Burmeister died on 20 January 2019 in Reinheim, Germany at the age of 77.

== Academic career ==
Peter Burmeister studied mathematics at the Free University of Berlin with an exchange year at the University of Münster. In 1966, he received his PhD from the Rheinische Friedrich-Wilhelms-University Bonn, supervised by Jürgen Schmidt, with a dissertation titled Über die Mächtigkeiten und Unabhängigkeitsgrade der Basen freier Algebren (On the Cardinalities and Independence Degrees of the Bases of Free Algebras). In 1971, he habilitated at the University of Bonn under Wolfram Schwabhäuser with the work Primitive Classes of Partial Algebras. The same year, he was appointed Professor of Mathematics at the Technical University of Darmstadt. He retired in 2004.

== Work ==
Peter Burmeister's research interests focused on Universal algebra, particularly partial algebras. He was also interested in order theory, lattice theory, Formal concept analysis, and conceptual knowledge processing, as well as the foundations of geometry and discrete mathematics, especially graph theory.

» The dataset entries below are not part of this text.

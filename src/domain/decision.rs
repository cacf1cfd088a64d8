//! Decision engine: a stateless threshold ladder from aggregate score to
//! [`Action`].

use serde::{Deserialize, Serialize};

use crate::domain::error::EquisimError;
use crate::domain::signal::Action;

#[derive(Debug, Clone, Copy, PartialEq, Serialize, Deserialize)]
pub struct DecisionThresholds {
    pub very_strong_sell: f64,
    pub strong_sell: f64,
    pub sell: f64,
    pub buy: f64,
    pub strong_buy: f64,
    pub very_strong_buy: f64,
}

impl Default for DecisionThresholds {
    fn default() -> Self {
        DecisionThresholds {
            very_strong_sell: -1.2,
            strong_sell: -0.7,
            sell: -0.3,
            buy: 0.3,
            strong_buy: 0.7,
            very_strong_buy: 1.2,
        }
    }
}

impl DecisionThresholds {
    /// The ladder must be finite and strictly increasing from very strong
    /// sell to very strong buy.
    pub fn validate(&self) -> Result<(), EquisimError> {
        let ladder = [
            ("thresholds.very_strong_sell", self.very_strong_sell),
            ("thresholds.strong_sell", self.strong_sell),
            ("thresholds.sell", self.sell),
            ("thresholds.buy", self.buy),
            ("thresholds.strong_buy", self.strong_buy),
            ("thresholds.very_strong_buy", self.very_strong_buy),
        ];
        for (key, value) in ladder {
            if !value.is_finite() {
                return Err(EquisimError::invalid_config(key, "must be finite"));
            }
        }
        for pair in ladder.windows(2) {
            let (lower_key, lower) = pair[0];
            let (key, value) = pair[1];
            if value <= lower {
                return Err(EquisimError::invalid_config(
                    key,
                    format!("must be greater than {} ({})", lower_key, lower),
                ));
            }
        }
        Ok(())
    }
}

/// Maps a score onto the ladder. A boundary value belongs to the tier it
/// reaches; NaN maps to Hold.
pub fn decide(score: f64, thresholds: &DecisionThresholds) -> Action {
    if score.is_nan() {
        return Action::Hold;
    }
    if score >= thresholds.very_strong_buy {
        Action::VeryStrongBuy
    } else if score >= thresholds.strong_buy {
        Action::StrongBuy
    } else if score >= thresholds.buy {
        Action::Buy
    } else if score <= thresholds.very_strong_sell {
        Action::VeryStrongSell
    } else if score <= thresholds.strong_sell {
        Action::StrongSell
    } else if score <= thresholds.sell {
        Action::Sell
    } else {
        Action::Hold
    }
}
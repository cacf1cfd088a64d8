//! Diagnostics sinks.

use std::sync::Mutex;

use tracing::warn;

use crate::domain::diagnostics::Diagnostic;
use crate::ports::diagnostics_port::DiagnosticsSink;

/// Logs every diagnostic at `warn`.
#[derive(Debug, Default, Clone, Copy)]
pub struct TracingSink;

impl DiagnosticsSink for TracingSink {
    fn record(&self, diagnostic: &Diagnostic) {
        warn!(
            date = %diagnostic.date,
            instrument = %diagnostic.instrument,
            kind = %diagnostic.kind,
            "{}",
            diagnostic.message
        );
    }
}

/// Keeps every diagnostic in memory.
#[derive(Debug, Default)]
pub struct CollectingSink {
    seen: Mutex<Vec<Diagnostic>>,
}

impl CollectingSink {
    pub fn new() -> Self {
        Self::default()
    }

    pub fn diagnostics(&self) -> Vec<Diagnostic> {
        match self.seen.lock() {
            Ok(seen) => seen.clone(),
            Err(poisoned) => poisoned.into_inner().clone(),
        }
    }
}

impl DiagnosticsSink for CollectingSink {
    fn record(&self, diagnostic: &Diagnostic) {
        match self.seen.lock() {
            Ok(mut seen) => seen.push(diagnostic.clone()),
            Err(poisoned) => poisoned.into_inner().push(diagnostic.clone()),
        }
    }
}
#[cfg(test)]
mod tests {
    use super::*;
    use crate::domain::indicator::BollingerReading;
    use chrono::NaiveDate;
    use std::collections::BTreeMap;

    fn neutral_snapshot() -> IndicatorSnapshot {
        IndicatorSnapshot {
            instrument: "ACME".into(),
            date: NaiveDate::from_ymd_opt(2024, 3, 1).unwrap(),
            close: 100.0,
            prev_close: Some(100.0),
            bars_available: 300,
            reduced_confidence: false,
            sma: BTreeMap::from([(5, 100.0), (20, 100.0), (200, 100.0)]),
            sma_full: true,
            ema: BTreeMap::from([(12, 100.0)]),
            rsi: BTreeMap::from([(7, 50.0), (14, 50.0)]),
            macd: vec![],
            bollinger: BollingerReading {
                upper: 105.0,
                middle: 100.0,
                lower: 95.0,
            },
            stochastic_k: 50.0,
            stochastic_d: 50.0,
            williams_r: -50.0,
            cci: 0.0,
            atr: 1.0,
            volatility: 0.01,
            trend_strength: 0.0,
            support: 95.0,
            resistance: 105.0,
            momentum: BTreeMap::from([(5, 0.0), (20, 0.0)]),
            volume_ratio: None,
        }
    }

    fn macd(histogram: f64, prev: f64, line: f64) -> MacdReading {
        MacdReading {
            fast: 12,
            slow: 26,
            signal_period: 9,
            line,
            signal: line - histogram,
            histogram,
            prev_histogram: Some(prev),
        }
    }

    fn tags(evidence: &[Evidence]) -> Vec<&str> {
        evidence.iter().map(|e| e.tag.as_str()).collect()
    }

    #[test]
    fn neutral_snapshot_scores_zero() {
        let (score, evidence) = technical_score(
            &neutral_snapshot(),
            &TechnicalPoints::default(),
            &TechnicalLevels::default(),
        );
        assert_eq!(score, 0.0);
        assert!(evidence.is_empty());
    }

    #[test]
    fn sustained_uptrend_requires_full_windows() {
        let mut snap = neutral_snapshot();
        snap.close = 110.0;
        snap.sma = BTreeMap::from([(5, 108.0), (20, 105.0), (200, 100.0)]);
        let (_, evidence) =
            technical_score(&snap, &TechnicalPoints::default(), &TechnicalLevels::default());
        assert!(tags(&evidence).contains(&"SUSTAINED_UPTREND"));

        snap.sma_full = false;
        let (_, evidence) =
            technical_score(&snap, &TechnicalPoints::default(), &TechnicalLevels::default());
        let t = tags(&evidence);
        assert!(!t.contains(&"SUSTAINED_UPTREND"));
        assert!(t.contains(&"ABOVE_LONG_MA"));
    }

    #[test]
    fn rsi_multi_beats_single() {
        let points = TechnicalPoints::default();
        let levels = TechnicalLevels::default();

        let mut all = neutral_snapshot();
        all.rsi = BTreeMap::from([(7, 20.0), (14, 25.0)]);
        let (multi, evidence) = technical_score(&all, &points, &levels);
        assert_eq!(tags(&evidence), vec!["RSI_OVERSOLD_MULTI"]);

        let mut one = neutral_snapshot();
        one.rsi = BTreeMap::from([(7, 20.0), (14, 45.0)]);
        let (single, evidence) = technical_score(&one, &points, &levels);
        assert_eq!(tags(&evidence), vec!["RSI_OVERSOLD"]);
        assert!(multi > single);
    }

    #[test]
    fn macd_agreement_and_cross() {
        let mut snap = neutral_snapshot();
        snap.macd = vec![macd(0.5, -0.1, 1.0), macd(0.3, 0.2, 2.0)];
        let (_, evidence) =
            technical_score(&snap, &TechnicalPoints::default(), &TechnicalLevels::default());
        let t = tags(&evidence);
        assert!(t.contains(&"MACD_BULLISH_MULTI"));
        assert!(t.contains(&"MACD_GOLDEN_CROSS"));
        assert!(!t.contains(&"MACD_BULLISH"));
    }

    #[test]
    fn macd_converged_signal_uses_zero_line() {
        let mut snap = neutral_snapshot();
        snap.macd = vec![macd(1e-14, 1e-14, 7.0), macd(-1e-14, 0.0, 15.0)];
        let (_, evidence) =
            technical_score(&snap, &TechnicalPoints::default(), &TechnicalLevels::default());
        let t = tags(&evidence);
        assert!(t.contains(&"MACD_BULLISH_MULTI"));
        assert!(!t.contains(&"MACD_DEATH_CROSS"));
    }

    #[test]
    fn oscillator_extremes() {
        let mut snap = neutral_snapshot();
        snap.stochastic_k = 10.0;
        snap.stochastic_d = 15.0;
        snap.williams_r = -90.0;
        snap.cci = -150.0;
        snap.close = 94.0;
        let (score, evidence) =
            technical_score(&snap, &TechnicalPoints::default(), &TechnicalLevels::default());
        let t = tags(&evidence);
        assert!(t.contains(&"STOCH_OVERSOLD"));
        assert!(t.contains(&"WILLIAMS_OVERSOLD"));
        assert!(t.contains(&"CCI_OVERSOLD"));
        assert!(t.contains(&"BB_LOWER_PENETRATION"));
        assert!(t.contains(&"SUPPORT_BREAK"));
        assert!(t.contains(&"BELOW_LONG_MA"));
        assert!(score > 0.0);
    }

    #[test]
    fn technical_score_is_clamped() {
        let points = TechnicalPoints {
            strong_trend: 10.0,
            ..TechnicalPoints::default()
        };
        let mut snap = neutral_snapshot();
        snap.trend_strength = 0.01;
        let (score, _) = technical_score(&snap, &points, &TechnicalLevels::default());
        assert_eq!(score, SCORE_BOUND);
    }

    #[test]
    fn volume_surge_direction() {
        let mut snap = neutral_snapshot();
        snap.volume_ratio = Some(2.0);
        snap.prev_close = Some(99.0);
        let (_, evidence) =
            technical_score(&snap, &TechnicalPoints::default(), &TechnicalLevels::default());
        assert!(tags(&evidence).contains(&"VOLUME_SURGE_UP"));
    }

    fn fundamentals(pe: Option<f64>, pb: Option<f64>, cap: Option<f64>) -> FundamentalSnapshot {
        FundamentalSnapshot {
            instrument: "ACME".into(),
            as_of: NaiveDate::from_ymd_opt(2024, 1, 1).unwrap(),
            pe_ratio: pe,
            pb_ratio: pb,
            market_cap: cap,
            sector: Some("Technology".into()),
        }
    }

    #[test]
    fn fundamental_bands() {
        let bands = FundamentalBands {
            favored_sectors: vec!["technology".into()],
            ..FundamentalBands::default()
        };
        let (score, evidence) =
            fundamental_score(&fundamentals(Some(12.0), Some(1.0), Some(20e9)), &bands);
        assert_eq!(
            tags(&evidence),
            vec!["PE_FAVORABLE", "PB_FAVORABLE", "LARGE_CAP", "SECTOR_FAVORED"]
        );
        assert!((score - 1.8).abs() < 1e-12);

        let (score, _) =
            fundamental_score(&fundamentals(Some(-5.0), Some(4.0), Some(1e6)), &bands);
        assert!((score - (-0.6 - 0.3 - 0.3 + 0.3)).abs() < 1e-12);
    }

    #[test]
    fn fundamental_missing_fields_contribute_nothing() {
        let mut f = fundamentals(None, None, None);
        f.sector = None;
        let (score, evidence) = fundamental_score(&f, &FundamentalBands::default());
        assert_eq!(score, 0.0);
        assert!(evidence.is_empty());
    }

    fn sentiment(mean: f64, confidence: f64, samples: u32) -> SentimentSnapshot {
        SentimentSnapshot {
            instrument: "ACME".into(),
            as_of: NaiveDate::from_ymd_opt(2024, 1, 1).unwrap(),
            mean_score: mean,
            confidence,
            sample_count: samples,
        }
    }

    #[test]
    fn sentiment_scaling() {
        let params = SentimentParams::default();
        let (score, evidence) = sentiment_score(&sentiment(0.5, 0.8, 20), &params);
        assert!((score - 0.8).abs() < 1e-12);
        assert_eq!(evidence[0].tag, "SENTIMENT_POSITIVE");

        // half the minimum sample count halves the weight
        let (score, _) = sentiment_score(&sentiment(0.5, 0.8, 5), &params);
        assert!((score - 0.4).abs() < 1e-12);

        let (score, evidence) = sentiment_score(&sentiment(-0.02, 1.0, 50), &params);
        assert!(score.abs() < 0.1);
        assert_eq!(evidence[0].tag, "SENTIMENT_NEUTRAL");
    }

    #[test]
    fn sentiment_inputs_clamped() {
        let (score, evidence) =
            sentiment_score(&sentiment(-5.0, 3.0, 100), &SentimentParams::default());
        assert_eq!(score, -2.0);
        assert_eq!(evidence[0].tag, "SENTIMENT_NEGATIVE");
    }

    #[test]
    fn score_signal_weights_and_decides() {
        let config = EngineConfig::default();
        let mut snap = neutral_snapshot();
        snap.trend_strength = 0.01;
        let f = fundamentals(Some(12.0), None, None);
        let s = sentiment(0.5, 1.0, 10);

        let signal = score_signal(&snap, Some(&f), Some(&s), &config);
        let expected = 0.4 * 0.3 + 0.3 * 0.8 + 0.3 * 1.0;
        assert!((signal.score - expected).abs() < 1e-12);
        assert_eq!(signal.action, crate::domain::signal::Action::Buy);
        assert_eq!(signal.evidence[0].factor, Factor::Technical);
        assert_eq!(signal.evidence.last().unwrap().factor, Factor::Sentiment);
    }

    #[test]
    fn score_signal_is_pure() {
        let config = EngineConfig::default();
        let snap = neutral_snapshot();
        let f = fundamentals(Some(30.0), Some(2.0), Some(5e9));
        let s = sentiment(-0.4, 0.6, 3);
        let a = score_signal(&snap, Some(&f), Some(&s), &config);
        let b = score_signal(&snap, Some(&f), Some(&s), &config);
        assert_eq!(a, b);
    }
}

His most important publication, according to his own account, is A Model Theoretic Oriented Approach to Partial Algebras with more than 500 pages.

Together with Rudolf Wille, he worked in the Arbeitsgruppe Allgemeine Algebra (General Algebra Group) and the Forschungsgruppe Begriffsanalyse (Concept Analysis Research Group). He was a founding member of the Ernst-Schröder-Center for Conceptual Knowledge Processing e.V. and served on its board.

Building on the algorithm developed by Bernhard Ganter for calculating a concept lattice, Peter Burmeister developed the software ConImp (Contexts & Implications). This software allows for the editing and evaluation of formal contexts, particularly through the computation of the canonical basis and feature exploration – even with incomplete knowledge. Insights for this work came from Burmeister's doctoral student Richard Holzer, who developed the dissertation Methoden der formalen Begriffsanalyse bei der Behandlung unvollständigen Wissens (Methods of Formal Concept Analysis for Handling Incomplete Knowledge).